WHAT IS BEING ASKED
Would you restate all the entries exactly, leaving nothing out?

Segment Start: DATA EXTRACTS

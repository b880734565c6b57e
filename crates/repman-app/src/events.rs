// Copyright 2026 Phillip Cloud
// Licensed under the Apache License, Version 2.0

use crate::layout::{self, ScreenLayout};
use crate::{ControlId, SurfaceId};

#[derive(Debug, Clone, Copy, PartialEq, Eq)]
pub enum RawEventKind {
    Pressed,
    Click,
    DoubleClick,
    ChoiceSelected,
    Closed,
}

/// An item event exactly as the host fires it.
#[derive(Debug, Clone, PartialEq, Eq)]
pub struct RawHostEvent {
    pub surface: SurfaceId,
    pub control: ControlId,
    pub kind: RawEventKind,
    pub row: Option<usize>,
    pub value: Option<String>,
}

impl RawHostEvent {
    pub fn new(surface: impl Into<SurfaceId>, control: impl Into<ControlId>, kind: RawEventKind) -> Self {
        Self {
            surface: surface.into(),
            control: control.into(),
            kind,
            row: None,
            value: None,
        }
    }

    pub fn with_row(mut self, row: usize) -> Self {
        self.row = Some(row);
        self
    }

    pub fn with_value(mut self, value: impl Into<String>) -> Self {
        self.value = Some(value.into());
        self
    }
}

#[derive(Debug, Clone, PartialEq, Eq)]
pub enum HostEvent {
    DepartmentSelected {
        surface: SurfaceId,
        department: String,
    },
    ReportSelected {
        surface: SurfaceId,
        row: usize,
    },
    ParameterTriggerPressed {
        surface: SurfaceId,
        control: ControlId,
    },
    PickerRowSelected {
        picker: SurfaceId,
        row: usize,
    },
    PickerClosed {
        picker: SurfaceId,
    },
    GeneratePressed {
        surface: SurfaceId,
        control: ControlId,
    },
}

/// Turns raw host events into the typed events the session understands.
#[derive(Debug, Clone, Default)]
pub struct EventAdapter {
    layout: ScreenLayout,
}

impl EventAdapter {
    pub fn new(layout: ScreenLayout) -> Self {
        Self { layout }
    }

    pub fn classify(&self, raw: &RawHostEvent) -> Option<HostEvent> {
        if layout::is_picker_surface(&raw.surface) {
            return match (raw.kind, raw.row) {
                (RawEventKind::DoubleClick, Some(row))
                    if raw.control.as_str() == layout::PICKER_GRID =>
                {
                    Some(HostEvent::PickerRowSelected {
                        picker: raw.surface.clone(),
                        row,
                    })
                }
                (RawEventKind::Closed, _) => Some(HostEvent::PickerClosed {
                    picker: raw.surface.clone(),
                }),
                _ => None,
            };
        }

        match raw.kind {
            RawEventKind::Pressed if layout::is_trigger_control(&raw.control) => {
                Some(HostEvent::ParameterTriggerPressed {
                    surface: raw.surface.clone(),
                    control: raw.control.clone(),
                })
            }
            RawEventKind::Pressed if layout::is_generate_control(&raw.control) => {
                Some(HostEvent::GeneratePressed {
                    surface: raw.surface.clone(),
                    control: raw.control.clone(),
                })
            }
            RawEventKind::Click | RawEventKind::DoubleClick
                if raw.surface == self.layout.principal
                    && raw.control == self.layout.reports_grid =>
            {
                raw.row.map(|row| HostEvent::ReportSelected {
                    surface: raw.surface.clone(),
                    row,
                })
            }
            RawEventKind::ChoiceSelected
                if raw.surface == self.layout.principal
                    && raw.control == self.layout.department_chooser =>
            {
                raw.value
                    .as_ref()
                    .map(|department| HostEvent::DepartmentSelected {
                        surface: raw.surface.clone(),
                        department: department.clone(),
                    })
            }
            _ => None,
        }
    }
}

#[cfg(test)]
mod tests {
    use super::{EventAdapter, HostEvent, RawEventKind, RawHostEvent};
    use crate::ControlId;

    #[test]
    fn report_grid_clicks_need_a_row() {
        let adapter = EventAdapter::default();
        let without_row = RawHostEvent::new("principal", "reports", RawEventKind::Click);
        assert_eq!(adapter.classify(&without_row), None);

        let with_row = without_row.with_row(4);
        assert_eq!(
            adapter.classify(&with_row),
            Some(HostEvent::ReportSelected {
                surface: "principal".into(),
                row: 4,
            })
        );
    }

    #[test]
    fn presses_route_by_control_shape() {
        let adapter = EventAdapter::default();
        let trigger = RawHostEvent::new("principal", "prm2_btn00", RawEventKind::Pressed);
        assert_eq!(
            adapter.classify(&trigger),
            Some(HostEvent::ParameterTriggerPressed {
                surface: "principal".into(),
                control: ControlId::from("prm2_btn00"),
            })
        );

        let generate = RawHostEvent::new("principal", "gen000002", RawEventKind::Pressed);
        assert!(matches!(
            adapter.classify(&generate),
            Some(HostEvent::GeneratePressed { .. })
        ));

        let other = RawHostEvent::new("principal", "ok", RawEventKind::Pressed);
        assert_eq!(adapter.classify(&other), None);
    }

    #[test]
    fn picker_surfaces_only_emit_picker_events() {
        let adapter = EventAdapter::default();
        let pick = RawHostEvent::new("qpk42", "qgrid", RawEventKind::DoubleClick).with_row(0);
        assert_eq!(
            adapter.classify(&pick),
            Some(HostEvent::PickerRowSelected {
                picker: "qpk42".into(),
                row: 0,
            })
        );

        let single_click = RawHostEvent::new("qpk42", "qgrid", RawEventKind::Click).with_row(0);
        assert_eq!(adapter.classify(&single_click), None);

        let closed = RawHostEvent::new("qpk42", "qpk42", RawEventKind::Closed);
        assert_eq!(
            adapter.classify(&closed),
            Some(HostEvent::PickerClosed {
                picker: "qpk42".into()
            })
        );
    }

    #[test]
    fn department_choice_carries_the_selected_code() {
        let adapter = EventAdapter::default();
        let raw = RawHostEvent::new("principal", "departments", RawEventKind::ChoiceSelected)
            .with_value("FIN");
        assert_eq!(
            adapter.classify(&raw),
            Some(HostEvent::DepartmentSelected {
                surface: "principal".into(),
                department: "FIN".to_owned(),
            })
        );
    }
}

Segment End: DATA EXTRACTS

THE ANSWER
repository b880734565c6b57e
filename crates/repman-app/src/events.rs
// Copyright 2026 Phillip Cloud
// Licensed under the Apache License, Version 2.0

use crate::layout::{self, ScreenLayout};
use crate::{ControlId, SurfaceId};

#[derive(Debug, Clone, Copy, PartialEq, Eq)]
pub enum RawEventKind {
    Pressed,
    Click,
    DoubleClick,
    ChoiceSelected,
    Closed,
}

/// An item event exactly as the host fires it.
#[derive(Debug, Clone, PartialEq, Eq)]
pub struct RawHostEvent {
    pub surface: SurfaceId,
    pub control: ControlId,
    pub kind: RawEventKind,
    pub row: Option<usize>,
    pub value: Option<String>,
}

impl RawHostEvent {
    pub fn new(surface: impl Into<SurfaceId>, control: impl Into<ControlId>, kind: RawEventKind) -> Self {
        Self {
            surface: surface.into(),
            control: control.into(),
            kind,
            row: None,
            value: None,
        }
    }

    pub fn with_row(mut self, row: usize) -> Self {
        self.row = Some(row);
        self
    }

    pub fn with_value(mut self, value: impl Into<String>) -> Self {
        self.value = Some(value.into());
        self
    }
}

#[derive(Debug, Clone, PartialEq, Eq)]
pub enum HostEvent {
    DepartmentSelected {
        surface: SurfaceId,
        department: String,
    },
    ReportSelected {
        surface: SurfaceId,
        row: usize,
    },
    ParameterTriggerPressed {
        surface: SurfaceId,
        control: ControlId,
    },
    PickerRowSelected {
        picker: SurfaceId,
        row: usize,
    },
    PickerClosed {
        picker: SurfaceId,
    },
    GeneratePressed {
        surface: SurfaceId,
        control: ControlId,
    },
}

/// Turns raw host events into the typed events the session understands.
#[derive(Debug, Clone, Default)]
pub struct EventAdapter {
    layout: ScreenLayout,
}

impl EventAdapter {
    pub fn new(layout: ScreenLayout) -> Self {
        Self { layout }
    }

    pub fn classify(&self, raw: &RawHostEvent) -> Option<HostEvent> {
        if layout::is_picker_surface(&raw.surface) {
            return match (raw.kind, raw.row) {
                (RawEventKind::DoubleClick, Some(row))
                    if raw.control.as_str() == layout::PICKER_GRID =>
                {
                    Some(HostEvent::PickerRowSelected {
                        picker: raw.surface.clone(),
                        row,
                    })
                }
                (RawEventKind::Closed, _) => Some(HostEvent::PickerClosed {
                    picker: raw.surface.clone(),
                }),
                _ => None,
            };
        }

        match raw.kind {
            RawEventKind::Pressed if layout::is_trigger_control(&raw.control) => {
                Some(HostEvent::ParameterTriggerPressed {
                    surface: raw.surface.clone(),
                    control: raw.control.clone(),
                })
            }
            RawEventKind::Pressed if layout::is_generate_control(&raw.control) => {
                Some(HostEvent::GeneratePressed {
                    surface: raw.surface.clone(),
                    control: raw.control.clone(),
                })
            }
            RawEventKind::Click | RawEventKind::DoubleClick
                if raw.surface == self.layout.principal
                    && raw.control == self.layout.reports_grid =>
            {
                raw.row.map(|row| HostEvent::ReportSelected {
                    surface: raw.surface.clone(),
                    row,
                })
            }
            RawEventKind::ChoiceSelected
                if raw.surface == self.layout.principal
                    && raw.control == self.layout.department_chooser =>
            {
                raw.value
                    .as_ref()
                    .map(|department| HostEvent::DepartmentSelected {
                        surface: raw.surface.clone(),
                        department: department.clone(),
                    })
            }
            _ => None,
        }
    }
}

#[cfg(test)]
mod tests {
    use super::{EventAdapter, HostEvent, RawEventKind, RawHostEvent};
    use crate::ControlId;

    #[test]
    fn report_grid_clicks_need_a_row() {
        let adapter = EventAdapter::default();
        let without_row = RawHostEvent::new("principal", "reports", RawEventKind::Click);
        assert_eq!(adapter.classify(&without_row), None);

        let with_row = without_row.with_row(4);
        assert_eq!(
            adapter.classify(&with_row),
            Some(HostEvent::ReportSelected {
                surface: "principal".into(),
                row: 4,
            })
        );
    }

    #[test]
    fn presses_route_by_control_shape() {
        let adapter = EventAdapter::default();
        let trigger = RawHostEvent::new("principal", "prm2_btn00", RawEventKind::Pressed);
        assert_eq!(
            adapter.classify(&trigger),
            Some(HostEvent::ParameterTriggerPressed {
                surface: "principal".into(),
                control: ControlId::from("prm2_btn00"),
            })
        );

        let generate = RawHostEvent::new("principal", "gen000002", RawEventKind::Pressed);
        assert!(matches!(
            adapter.classify(&generate),
            Some(HostEvent::GeneratePressed { .. })
        ));

        let other = RawHostEvent::new("principal", "ok", RawEventKind::Pressed);
        assert_eq!(adapter.classify(&other), None);
    }

    #[test]
    fn picker_surfaces_only_emit_picker_events() {
        let adapter = EventAdapter::default();
        let pick = RawHostEvent::new("qpk42", "qgrid", RawEventKind::DoubleClick).with_row(0);
        assert_eq!(
            adapter.classify(&pick),
            Some(HostEvent::PickerRowSelected {
                picker: "qpk42".into(),
                row: 0,
            })
        );

        let single_click = RawHostEvent::new("qpk42", "qgrid", RawEventKind::Click).with_row(0);
        assert_eq!(adapter.classify(&single_click), None);

        let closed = RawHostEvent::new("qpk42", "qpk42", RawEventKind::Closed);
        assert_eq!(
            adapter.classify(&closed),
            Some(HostEvent::PickerClosed {
                picker: "qpk42".into()
            })
        );
    }

    #[test]
    fn department_choice_carries_the_selected_code() {
        let adapter = EventAdapter::default();
        let raw = RawHostEvent::new("principal", "departments", RawEventKind::ChoiceSelected)
            .with_value("FIN");
        assert_eq!(
            adapter.classify(&raw),
            Some(HostEvent::DepartmentSelected {
                surface: "principal".into(),
                department: "FIN".to_owned(),
            })
        );
    }
}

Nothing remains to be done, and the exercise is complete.